Die Rolle der pro- und anti- inflammatorischen Zytokine IL-18, IFN-γ und IL-10 in Neugeborenen mit kongenitaler Chagas-Infektion

Abstract

Diese Arbeit behandelt die Immunantwort in Neugeborenen mit kongenitaler Chagas Infektion, die sich von der in Erwachsenen zu unterscheiden scheint, und so zu unterschiedlichen Pathologien führt. Die Konzentrationen von IL-18, IFN-γ und IL-10 wurden in Seren von Neugeborenen mit kongenitaler Chagas Erkrankung, kongenitaler Toxoplasmose Erkrankung und gesunden Kinder untersucht. Die pro- inflammatorischen Zytokine IL-18 und IFN-γ waren in Neugeborenen mit kongenitaler Chagas und Toxoplasmose signifikant zur Kontrollgruppe erniedrigt, während die kongenitale Chagas Gruppe signifant erhöhte Werte des gegenregulatorischen IL-10 aufwies.
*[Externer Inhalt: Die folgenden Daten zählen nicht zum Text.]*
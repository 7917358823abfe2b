//! Error types for canonical ABI operations.

use thiserror::Error;

/// Errors that can occur while building layouts or moving values across the
/// guest boundary.
#[derive(Error, Debug, Clone, PartialEq, Eq)]
pub enum CanonicalAbiError {
    #[error("Out of bounds access: {len} bytes at {ptr} exceeds memory size {memory_size}")]
    OutOfBounds {
        ptr: u32,
        len: u32,
        memory_size: usize,
    },

    #[error("Invalid UTF-8 in string")]
    InvalidUtf8,

    #[error("Invalid discriminant {discriminant} for variant with {num_cases} cases")]
    InvalidDiscriminant { discriminant: u32, num_cases: usize },

    #[error("Invalid flags value {bits:#x}: only {num_flags} flags declared")]
    InvalidFlags { bits: u32, num_flags: usize },

    #[error("Invalid bool value: {0}")]
    InvalidBool(u8),

    #[error("Invalid char value: {0}")]
    InvalidChar(u32),

    #[error("Type mismatch: expected {expected}, got {got}")]
    TypeMismatch { expected: String, got: String },

    #[error("Unsupported type: {0}")]
    UnsupportedType(String),

    #[error("Invalid type shape: {0}")]
    InvalidShape(String),

    #[error("Not enough flat values: needed at least {needed}, got {available}")]
    NotEnoughScalars { needed: usize, available: usize },

    #[error("Size overflow while computing {0}")]
    SizeOverflow(&'static str),

    #[error("Pointer {ptr} is not aligned to {align}")]
    Misaligned { ptr: u32, align: u32 },

    #[error("WAVE conversion failed: {0}")]
    Wave(String),

    #[error("Guest allocation of {size} bytes (align {align}) failed: {reason}")]
    AllocationFailed {
        size: u32,
        align: u32,
        reason: String,
    },
}

impl CanonicalAbiError {
    pub(crate) fn mismatch(expected: impl Into<String>, got: impl Into<String>) -> Self {
        Self::TypeMismatch {
            expected: expected.into(),
            got: got.into(),
        }
    }

    /// Returns `true` for errors raised while reading or writing guest memory
    /// or decoding a malformed bit pattern.
    ///
    /// These should be surfaced to the guest as a trap rather than retried.
    /// Everything else is a registration or host-side usage error.
    pub fn is_boundary_violation(&self) -> bool {
        matches!(
            self,
            Self::OutOfBounds { .. }
                | Self::InvalidUtf8
                | Self::InvalidDiscriminant { .. }
                | Self::InvalidFlags { .. }
                | Self::InvalidBool(_)
                | Self::InvalidChar(_)
                | Self::NotEnoughScalars { .. }
                | Self::Misaligned { .. }
                | Self::AllocationFailed { .. }
        )
    }
}
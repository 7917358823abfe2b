//! Host-to-guest calls.
//!
//! [`GuestInstance`] wraps an instantiated core module together with its
//! memory and allocator, and calls its exports through the same codec the
//! trampolines use, in the other direction.

use std::sync::Arc;

use wasmtime::{AsContextMut, Func, Instance, Memory, Val, ValType};

use super::alloc::GuestAllocator;
use super::export::into_area_value;
use super::func::{WasmGuest, is_flat, val_bits, val_from_bits, val_type};
use super::WasmError;
use crate::abi::{
    flatten, lift, lower, CallPlan, CanonicalAbi, FlatCursor, ReturnStrategy, Signature,
    TypeShape, Value, WitType,
};
use crate::config::HostConfig;
use crate::logging::{debug, trace};

/// How a guest export receives its parameters.
#[derive(Debug, Clone, Copy, PartialEq, Eq)]
enum ParamPassing {
    /// One core parameter per flat scalar.
    Flat,
    /// A single pointer to the parameters lifted into guest memory.
    Spilled,
}

/// How a guest export hands back an indirect result.
#[derive(Debug, Clone, Copy, PartialEq, Eq)]
enum ResultPassing {
    None,
    Direct,
    /// The guest returns a pointer to its own result area.
    ReturnedPointer,
    /// The host allocates the area and passes its pointer as the last
    /// parameter.
    OutPointer,
}

/// An instantiated guest module ready to be called with structured values.
#[derive(Debug, Clone)]
pub struct GuestInstance {
    instance: Instance,
    memory: Memory,
    allocator: GuestAllocator,
    abi: Arc<CanonicalAbi>,
}

impl GuestInstance {
    /// Locate the memory and allocator exports of `instance`.
    ///
    /// Fails if either is missing or has the wrong signature.
    pub fn new(
        mut store: impl AsContextMut,
        instance: Instance,
        abi: Arc<CanonicalAbi>,
        config: &HostConfig,
    ) -> Result<Self, WasmError> {
        let memory = instance
            .get_memory(&mut store, &config.memory_export)
            .ok_or_else(|| WasmError::MemoryNotFound(config.memory_export.clone()))?;
        let allocator = GuestAllocator::from_instance(&mut store, &instance, config.allocator)?;
        Ok(Self {
            instance,
            memory,
            allocator,
            abi,
        })
    }

    pub fn instance(&self) -> &Instance {
        &self.instance
    }

    pub fn memory(&self) -> Memory {
        self.memory
    }

    pub fn allocator(&self) -> &GuestAllocator {
        &self.allocator
    }

    pub fn abi(&self) -> &Arc<CanonicalAbi> {
        &self.abi
    }

    /// Call export `name` with `args`, returning one value per declared result.
    ///
    /// The core signature of the export decides the calling style: flat or
    /// spilled parameters, and for indirect results either a returned
    /// pointer or a host-allocated out pointer. If the guest exports
    /// `cabi_post_<name>`, it is called afterwards with the core results.
    pub fn call(
        &self,
        mut store: impl AsContextMut,
        name: &str,
        signature: &Signature,
        args: &[Value],
    ) -> Result<Vec<Value>, WasmError> {
        if args.len() != signature.params.len() {
            return Err(WasmError::ArgumentCount {
                name: name.to_string(),
                expected: signature.params.len(),
                actual: args.len(),
            });
        }
        let plan = self.abi.plan(signature)?;
        let func = self
            .instance
            .get_func(&mut store, name)
            .ok_or_else(|| WasmError::FunctionNotFound(name.to_string()))?;
        let ty = func.ty(&store);
        let core_params: Vec<ValType> = ty.params().collect();
        let core_results: Vec<ValType> = ty.results().collect();
        let (params_style, results_style) = classify(name, &plan, &core_params, &core_results)?;
        debug!(name, ?params_style, ?results_style, "calling guest export");

        let mut bits = self.pass_params(&mut store, &plan, params_style, args)?;
        let out_area = match (results_style, &plan.result_area) {
            (ResultPassing::OutPointer, Some(area)) => {
                let ptr = self.allocator.allocate(&mut store, area.size, area.align)?;
                bits.push(u64::from(ptr));
                Some(ptr)
            }
            _ => None,
        };

        let params = core_params
            .iter()
            .zip(&bits)
            .map(|(ty, bits)| val_from_bits(ty, *bits))
            .collect::<Result<Vec<_>, _>>()?;
        let mut results: Vec<Val> = core_results.iter().map(default_val).collect();
        func.call(&mut store, &params, &mut results)
            .map_err(|e| WasmError::Trap(format!("{name}: {e:#}")))?;
        trace!(name, results = results.len(), "guest export returned");

        let values = self.take_results(&store, &plan, results_style, out_area, &results)?;
        self.post_return(&mut store, name, &results)?;
        Ok(values)
    }

    /// Typed counterpart of [`call`](Self::call).
    ///
    /// `P` is the argument list as a tuple (`()` for none, `(x,)` for one);
    /// `R` is the single result, or `()` for none.
    pub fn call_typed<P: WitType, R: WitType>(
        &self,
        store: impl AsContextMut,
        name: &str,
        args: P,
    ) -> Result<R, WasmError> {
        let params = match self.abi.shape_of::<P>() {
            TypeShape::Tuple(params) => params,
            other => vec![other],
        };
        let args = match args.into_value() {
            Value::Tuple(args) if params.len() == args.len() => args,
            other => vec![other],
        };
        let signature = Signature::new(params, R::payload_shape());
        let values = self.call(store, name, &signature, &args)?;
        Ok(R::from_payload(values.into_iter().next())?)
    }

    /// Lift `value` into a freshly allocated slot in guest memory.
    pub fn lift(
        &self,
        mut store: impl AsContextMut,
        value: &Value,
        shape: &TypeShape,
    ) -> Result<u32, WasmError> {
        let mut guest = WasmGuest::new(&mut store, self.memory, self.allocator.clone());
        Ok(self.abi.lift(&mut guest, value, shape)?)
    }

    /// Lower the value of `shape` stored at `ptr`.
    pub fn lower(
        &self,
        store: impl wasmtime::AsContext,
        ptr: u32,
        shape: &TypeShape,
    ) -> Result<Value, WasmError> {
        Ok(self.abi.lower(self.memory.data(&store), ptr, shape)?)
    }

    /// Release a block obtained from the guest allocator.
    pub fn free(
        &self,
        store: impl AsContextMut,
        ptr: u32,
        size: u32,
        align: u32,
    ) -> Result<(), WasmError> {
        self.allocator.free(store, ptr, size, align)
    }

    fn pass_params(
        &self,
        mut store: impl AsContextMut,
        plan: &CallPlan,
        style: ParamPassing,
        args: &[Value],
    ) -> Result<Vec<u64>, WasmError> {
        let mut guest = WasmGuest::new(&mut store, self.memory, self.allocator.clone());
        match style {
            ParamPassing::Flat => {
                let mut bits = Vec::with_capacity(plan.flat_params.len() + 1);
                for (arg, layout) in args.iter().zip(&plan.params) {
                    flatten::flatten(&mut guest, arg, layout, &mut bits)?;
                }
                Ok(bits)
            }
            ParamPassing::Spilled => {
                let shape = match plan.signature.params.as_slice() {
                    [single] => single.clone(),
                    many => TypeShape::Tuple(many.to_vec()),
                };
                let value = into_area_value(args.to_vec());
                let layout = self.abi.layout(&shape)?;
                Ok(vec![u64::from(lift::lift(&mut guest, &value, &layout)?)])
            }
        }
    }

    fn take_results(
        &self,
        store: impl wasmtime::AsContext,
        plan: &CallPlan,
        style: ResultPassing,
        out_area: Option<u32>,
        results: &[Val],
    ) -> Result<Vec<Value>, WasmError> {
        let memory = self.memory.data(&store);
        match style {
            ResultPassing::None => Ok(Vec::new()),
            ResultPassing::Direct => {
                let bits = results.iter().map(val_bits).collect::<Result<Vec<_>, _>>()?;
                let mut cursor = FlatCursor::new(&bits);
                Ok(plan
                    .results
                    .iter()
                    .map(|layout| flatten::unflatten(memory, &mut cursor, layout))
                    .collect::<Result<Vec<_>, _>>()?)
            }
            ResultPassing::ReturnedPointer | ResultPassing::OutPointer => {
                let ptr = match (style, out_area) {
                    (ResultPassing::OutPointer, Some(ptr)) => ptr,
                    _ => {
                        let first = results.first().ok_or_else(|| WasmError::Trap(
                            "indirect result pointer missing".to_string(),
                        ))?;
                        val_bits(first)? as u32
                    }
                };
                let area = plan.result_area.as_ref().ok_or_else(|| {
                    WasmError::Trap(format!("no result area for {}", plan.signature))
                })?;
                let value = lower::lower(memory, ptr, area)?;
                Ok(match (plan.signature.results.len(), value) {
                    (1, value) => vec![value],
                    (_, Value::Tuple(values)) => values,
                    (_, other) => vec![other],
                })
            }
        }
    }

    fn post_return(
        &self,
        mut store: impl AsContextMut,
        name: &str,
        results: &[Val],
    ) -> Result<(), WasmError> {
        let post: Option<Func> = self
            .instance
            .get_func(&mut store, &format!("cabi_post_{name}"));
        if let Some(post) = post {
            post.call(&mut store, results, &mut [])
                .map_err(|e| WasmError::Trap(format!("cabi_post_{name}: {e:#}")))?;
        }
        Ok(())
    }
}

fn default_val(ty: &ValType) -> Val {
    match ty {
        ValType::I64 => Val::I64(0),
        ValType::F32 => Val::F32(0),
        ValType::F64 => Val::F64(0),
        _ => Val::I32(0),
    }
}

fn describe(types: &[ValType]) -> String {
    let names: Vec<String> = types.iter().map(ToString::to_string).collect();
    format!("({})", names.join(", "))
}

/// Match a planned call against the export's actual core signature.
fn classify(
    name: &str,
    plan: &CallPlan,
    core_params: &[ValType],
    core_results: &[ValType],
) -> Result<(ParamPassing, ResultPassing), WasmError> {
    let mismatch = || WasmError::InvalidSignature {
        name: name.to_string(),
        expected: format!(
            "{} -> {}",
            describe(&plan.core_params().into_iter().map(val_type).collect::<Vec<_>>()),
            describe(&plan.core_results().into_iter().map(val_type).collect::<Vec<_>>()),
        ),
        actual: format!("{} -> {}", describe(core_params), describe(core_results)),
    };

    let results = match &plan.strategy {
        ReturnStrategy::None if core_results.is_empty() => ResultPassing::None,
        ReturnStrategy::Direct(flat)
            if core_results.len() == flat.len()
                && core_results.iter().zip(flat).all(|(ty, f)| is_flat(ty, *f)) =>
        {
            ResultPassing::Direct
        }
        ReturnStrategy::Indirect => match core_results {
            [ValType::I32] => ResultPassing::ReturnedPointer,
            [] => ResultPassing::OutPointer,
            _ => return Err(mismatch()),
        },
        _ => return Err(mismatch()),
    };

    let param_slots = match results {
        ResultPassing::OutPointer => core_params.len().checked_sub(1).ok_or_else(mismatch)?,
        _ => core_params.len(),
    };
    let params = if param_slots == plan.flat_params.len()
        && core_params
            .iter()
            .zip(&plan.flat_params)
            .all(|(ty, f)| is_flat(ty, *f))
    {
        ParamPassing::Flat
    } else if param_slots == 1
        && plan.flat_params.len() > 1
        && core_params.first().is_some_and(|ty| matches!(ty, ValType::I32))
    {
        ParamPassing::Spilled
    } else {
        return Err(mismatch());
    };
    Ok((params, results))
}

#[cfg(test)]
mod tests {
    use super::*;

    fn plan(params: Vec<TypeShape>, results: Vec<TypeShape>) -> Arc<CallPlan> {
        CanonicalAbi::new()
            .plan(&Signature::new(params, results))
            .unwrap()
    }

    #[test]
    fn flat_params_and_direct_result() {
        let p = plan(vec![TypeShape::U32, TypeShape::F64], vec![TypeShape::U64]);
        let styles = classify("f", &p, &[ValType::I32, ValType::F64], &[ValType::I64]).unwrap();
        assert_eq!(styles, (ParamPassing::Flat, ResultPassing::Direct));
    }

    #[test]
    fn indirect_results_either_style() {
        let p = plan(vec![TypeShape::String], vec![TypeShape::String]);
        let returned = classify("f", &p, &[ValType::I32, ValType::I32], &[ValType::I32]).unwrap();
        assert_eq!(returned, (ParamPassing::Flat, ResultPassing::ReturnedPointer));
        let out = classify("f", &p, &[ValType::I32, ValType::I32, ValType::I32], &[]).unwrap();
        assert_eq!(out, (ParamPassing::Flat, ResultPassing::OutPointer));
    }

    #[test]
    fn single_record_parameter_may_be_spilled() {
        let record = TypeShape::record([("a", TypeShape::U32), ("b", TypeShape::String)]);
        let p = plan(vec![record], vec![]);
        let styles = classify("f", &p, &[ValType::I32], &[]).unwrap();
        assert_eq!(styles, (ParamPassing::Spilled, ResultPassing::None));
    }

    #[test]
    fn mismatched_core_signature_is_rejected() {
        let p = plan(vec![TypeShape::U64], vec![TypeShape::U32]);
        let err = classify("f", &p, &[ValType::I32, ValType::I32], &[ValType::I32]).unwrap_err();
        assert!(matches!(err, WasmError::InvalidSignature { .. }));
    }
}
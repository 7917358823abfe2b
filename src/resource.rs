//! Host-owned resource tables.
//!
//! A guest cannot hold host objects directly, so it holds integer handles
//! instead. Every [`ResourceManager`] maps handles to values of one type.
//! Handles come from a single process-wide counter, so a handle is never
//! valid in two tables and is never reused once released.

use std::collections::HashMap;
use std::collections::hash_map::Entry;
use std::fmt;
use std::marker::PhantomData;
use std::sync::atomic::{AtomicU32, Ordering};
use std::sync::{PoisonError, RwLock, RwLockReadGuard, RwLockWriteGuard};

use thiserror::Error;

use crate::abi::{CanonicalAbiError, TypeShape, Value, WitType};
use crate::logging::{debug, trace};

static NEXT_HANDLE: AtomicU32 = AtomicU32::new(1);

/// Errors from misusing a handle table.
#[derive(Error, Debug, Clone, PartialEq, Eq)]
pub enum ResourceError {
    /// Handle 0 is never valid.
    #[error("Resource handle 0 is reserved")]
    ZeroHandle,

    /// A fresh handle already maps to a value in this table.
    #[error("Resource handle {0} is already in use")]
    HandleInUse(u32),

    /// `set` targeted a handle the counter has already handed out, whether or
    /// not it is still live.
    #[error("Resource handle {0} was already issued")]
    HandleIssued(u32),

    /// The process ran out of 32-bit handles.
    #[error("Resource handles exhausted")]
    Exhausted,
}

type Destructor<T> = Box<dyn Fn(u32, T) + Send + Sync>;

/// A concurrent handle table owning values of type `T`.
///
/// `remove` and `close_all` hand each value to the configured destructor.
/// `pop` gives the value back to the caller instead. The destructor runs after
/// the table lock is released, but it must not call back into its own table.
pub struct ResourceManager<T> {
    entries: RwLock<HashMap<u32, T>>,
    destructor: Option<Destructor<T>>,
}

impl<T> Default for ResourceManager<T> {
    fn default() -> Self {
        Self::new()
    }
}

impl<T> fmt::Debug for ResourceManager<T> {
    fn fmt(&self, f: &mut fmt::Formatter<'_>) -> fmt::Result {
        f.debug_struct("ResourceManager")
            .field("len", &self.len())
            .field("destructor", &self.destructor.is_some())
            .finish()
    }
}

impl<T> ResourceManager<T> {
    pub fn new() -> Self {
        Self {
            entries: RwLock::new(HashMap::new()),
            destructor: None,
        }
    }

    /// A table that calls `destructor` for every value released by
    /// [`remove`](Self::remove) or [`close_all`](Self::close_all).
    pub fn with_destructor(destructor: impl Fn(u32, T) + Send + Sync + 'static) -> Self {
        Self {
            entries: RwLock::new(HashMap::new()),
            destructor: Some(Box::new(destructor)),
        }
    }

    fn read(&self) -> RwLockReadGuard<'_, HashMap<u32, T>> {
        self.entries.read().unwrap_or_else(PoisonError::into_inner)
    }

    fn write(&self) -> RwLockWriteGuard<'_, HashMap<u32, T>> {
        self.entries.write().unwrap_or_else(PoisonError::into_inner)
    }

    /// Store `value` under a fresh handle.
    pub fn add(&self, value: T) -> Result<u32, ResourceError> {
        let handle = NEXT_HANDLE
            .fetch_update(Ordering::SeqCst, Ordering::SeqCst, |h| h.checked_add(1))
            .map_err(|_| ResourceError::Exhausted)?;
        self.insert_claimed(handle, value)?;
        trace!(handle, "resource added");
        Ok(handle)
    }

    /// Store `value` under an explicit handle, for pre-opened resources.
    ///
    /// The handle must not have been issued yet by any table. On success the
    /// counter moves past it, so [`add`](Self::add) never hands out `handle`
    /// or anything below it.
    pub fn set(&self, handle: u32, value: T) -> Result<(), ResourceError> {
        if handle == 0 {
            return Err(ResourceError::ZeroHandle);
        }
        NEXT_HANDLE
            .fetch_update(Ordering::SeqCst, Ordering::SeqCst, |next| {
                if handle < next {
                    None
                } else {
                    handle.checked_add(1)
                }
            })
            .map_err(|next| {
                if handle < next {
                    ResourceError::HandleIssued(handle)
                } else {
                    ResourceError::Exhausted
                }
            })?;
        self.insert_claimed(handle, value)?;
        debug!(handle, "resource set");
        Ok(())
    }

    /// Insert under a handle this call just claimed from the counter.
    fn insert_claimed(&self, handle: u32, value: T) -> Result<(), ResourceError> {
        match self.write().entry(handle) {
            Entry::Occupied(_) => Err(ResourceError::HandleInUse(handle)),
            Entry::Vacant(slot) => {
                slot.insert(value);
                Ok(())
            }
        }
    }

    /// A copy of the value behind `handle`.
    pub fn get(&self, handle: u32) -> Option<T>
    where
        T: Clone,
    {
        self.read().get(&handle).cloned()
    }

    /// Run `f` on the value behind `handle` under the read lock.
    pub fn with<R>(&self, handle: u32, f: impl FnOnce(&T) -> R) -> Option<R> {
        self.read().get(&handle).map(f)
    }

    /// Release `handle` and run the destructor on its value.
    ///
    /// Returns `false` if the handle was not in this table.
    pub fn remove(&self, handle: u32) -> bool {
        let removed = self.write().remove(&handle);
        match removed {
            Some(value) => {
                if let Some(destructor) = &self.destructor {
                    destructor(handle, value);
                }
                trace!(handle, "resource removed");
                true
            }
            None => false,
        }
    }

    /// Release `handle` and give its value back without destroying it.
    pub fn pop(&self, handle: u32) -> Option<T> {
        self.write().remove(&handle)
    }

    /// Visit every entry until `f` returns `false`. Order is unspecified.
    pub fn range(&self, mut f: impl FnMut(u32, &T) -> bool) {
        for (handle, value) in self.read().iter() {
            if !f(*handle, value) {
                break;
            }
        }
    }

    /// Release every handle, running the destructor on each value.
    pub fn close_all(&self) {
        let drained: Vec<(u32, T)> = self.write().drain().collect();
        debug!(count = drained.len(), "closing resources");
        if let Some(destructor) = &self.destructor {
            for (handle, value) in drained {
                destructor(handle, value);
            }
        }
    }

    pub fn len(&self) -> usize {
        self.read().len()
    }

    pub fn is_empty(&self) -> bool {
        self.read().is_empty()
    }
}

/// A handle to a resource of type `T`, as seen by typed host functions.
///
/// Crosses the boundary with the `handle` shape. The value itself lives in a
/// [`ResourceManager<T>`].
pub struct Resource<T> {
    handle: u32,
    _marker: PhantomData<fn() -> T>,
}

impl<T> Resource<T> {
    pub fn new(handle: u32) -> Self {
        Self {
            handle,
            _marker: PhantomData,
        }
    }

    pub fn handle(&self) -> u32 {
        self.handle
    }
}

impl<T> Clone for Resource<T> {
    fn clone(&self) -> Self {
        *self
    }
}

impl<T> Copy for Resource<T> {}

impl<T> PartialEq for Resource<T> {
    fn eq(&self, other: &Self) -> bool {
        self.handle == other.handle
    }
}

impl<T> Eq for Resource<T> {}

impl<T> fmt::Debug for Resource<T> {
    fn fmt(&self, f: &mut fmt::Formatter<'_>) -> fmt::Result {
        f.debug_tuple("Resource").field(&self.handle).finish()
    }
}

impl<T: 'static> WitType for Resource<T> {
    fn shape() -> TypeShape {
        TypeShape::Handle
    }

    fn into_value(self) -> Value {
        Value::Handle(self.handle)
    }

    fn from_value(value: Value) -> Result<Self, CanonicalAbiError> {
        match value {
            Value::Handle(handle) => Ok(Self::new(handle)),
            other => Err(CanonicalAbiError::mismatch("handle", other.kind_name())),
        }
    }
}

#[cfg(test)]
mod tests {
    use super::*;
    use std::sync::Arc;
    use std::sync::Mutex;

    #[test]
    fn handles_are_unique_across_tables() {
        let a = ResourceManager::new();
        let b = ResourceManager::new();
        let h1 = a.add("x").unwrap();
        let h2 = b.add("y").unwrap();
        assert_ne!(h1, 0);
        assert_ne!(h1, h2);
        assert_eq!(a.get(h2), None);
        assert_eq!(b.get(h2), Some("y"));
    }

    #[test]
    fn remove_runs_destructor_once() {
        let seen = Arc::new(Mutex::new(Vec::new()));
        let log = Arc::clone(&seen);
        let table = ResourceManager::with_destructor(move |h, v: String| {
            log.lock().unwrap().push((h, v));
        });

        let h = table.add("file".to_string()).unwrap();
        assert_eq!(table.get(h).as_deref(), Some("file"));
        assert!(table.remove(h));
        assert!(!table.remove(h));
        assert_eq!(table.get(h), None);
        assert_eq!(*seen.lock().unwrap(), vec![(h, "file".to_string())]);
    }

    #[test]
    fn pop_skips_destructor() {
        let calls = Arc::new(Mutex::new(0));
        let counter = Arc::clone(&calls);
        let table = ResourceManager::with_destructor(move |_, _: u8| {
            *counter.lock().unwrap() += 1;
        });

        let h = table.add(7).unwrap();
        assert_eq!(table.pop(h), Some(7));
        assert_eq!(table.pop(h), None);
        assert_eq!(table.get(h), None);
        assert_eq!(*calls.lock().unwrap(), 0);
    }

    #[test]
    fn set_rejects_zero_and_duplicates() {
        let table = ResourceManager::new();
        assert_eq!(table.set(0, 1), Err(ResourceError::ZeroHandle));

        let fixed = 1_000_000;
        table.set(fixed, 1).unwrap();
        assert_eq!(table.set(fixed, 2), Err(ResourceError::HandleIssued(fixed)));
        assert_eq!(table.get(fixed), Some(1));

        let next = table.add(3).unwrap();
        assert!(next > fixed);
        assert_eq!(table.set(fixed - 1, 4), Err(ResourceError::HandleIssued(fixed - 1)));
        assert_eq!(table.get(fixed - 1), None);
    }

    #[test]
    fn released_handles_are_never_set_again() {
        let table = ResourceManager::new();
        let h = table.add("first").unwrap();
        assert!(table.remove(h));
        assert_eq!(table.set(h, "second"), Err(ResourceError::HandleIssued(h)));
        assert_eq!(table.get(h), None);

        let popped = table.add("third").unwrap();
        assert_eq!(table.pop(popped), Some("third"));
        assert_eq!(
            table.set(popped, "fourth"),
            Err(ResourceError::HandleIssued(popped))
        );
    }

    #[test]
    fn set_cannot_claim_a_handle_live_elsewhere() {
        let a = ResourceManager::new();
        let b = ResourceManager::new();
        let h = a.add(1).unwrap();

        assert_eq!(b.set(h, 2), Err(ResourceError::HandleIssued(h)));
        assert_eq!(a.get(h), Some(1));
        assert_eq!(b.get(h), None);
    }

    #[test]
    fn close_all_destroys_everything() {
        let calls = Arc::new(Mutex::new(0));
        let counter = Arc::clone(&calls);
        let table = ResourceManager::with_destructor(move |_, _: u8| {
            *counter.lock().unwrap() += 1;
        });
        for v in 0..4 {
            table.add(v).unwrap();
        }
        assert_eq!(table.len(), 4);
        table.close_all();
        assert!(table.is_empty());
        assert_eq!(*calls.lock().unwrap(), 4);
    }

    #[test]
    fn range_stops_early() {
        let table = ResourceManager::new();
        for v in 0..5 {
            table.add(v).unwrap();
        }
        let mut visited = 0;
        table.range(|_, _| {
            visited += 1;
            visited < 2
        });
        assert_eq!(visited, 2);
    }

    #[test]
    fn with_borrows_value() {
        let table = ResourceManager::new();
        let h = table.add(vec![1u8, 2, 3]).unwrap();
        assert_eq!(table.with(h, Vec::len), Some(3));
        assert_eq!(table.with(h + 1_000_000_000, Vec::len), None);
    }

    #[test]
    fn typed_handle_uses_handle_shape() {
        struct File;
        let r: Resource<File> = Resource::new(9);
        assert_eq!(<Resource<File>>::shape(), TypeShape::Handle);
        assert_eq!(r.into_value(), Value::Handle(9));
        assert_eq!(
            Resource::<File>::from_value(Value::Handle(4)).unwrap().handle(),
            4
        );
        assert!(Resource::<File>::from_value(Value::U32(4)).is_err());
    }
}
Die weißt darauf hin dass IL-10 eine gegenregulatorische Funktion in der kongenitalen Chagas und Toxoplasmose Erkrankung zur Suppression der pro-inflammatorischen Immunantwort übernimmt.

Little is known about the immune responses of newborns with congenital Chagas disease (CCD) or congenital toxoplasmosis (CT) but they probably differ to those seen in adults with Chagas disease or toxoplasmosis, leading to differences in pathology. The concentrations of interleukin-18 (IL-18), interferon-c (IFN-c) and interleukin 10 (IL-10) in the sera of infants with CCD or CT were recently determined and compared with those in the sera of uninfected controls (born to mothers who were seropositive or seronegative for Trypanosoma cruzi). The infants with CCD or CT were found to have lower IL-18 and IFN-c concentrations but higher IL-10 concentrations than the uninfected controls. The IL-18 and IFN-c concentrations were also significantly lower in the infants with CCD than in those with CT. Although the infants with symptomatic CT had significantly higher serum concentrations of IL-18 than those with asymptomatic infection with Toxoplasma, the infants with symptomatic CCD had similar serum concentrations of IL-18 to the infants with asymptomatic Tr. cruzi infection. Taken together, these results indicate that IL-10 contributes to the suppression of pro-inflammatory immune responses and therefore, perhaps, to clinically overt CCD and CT.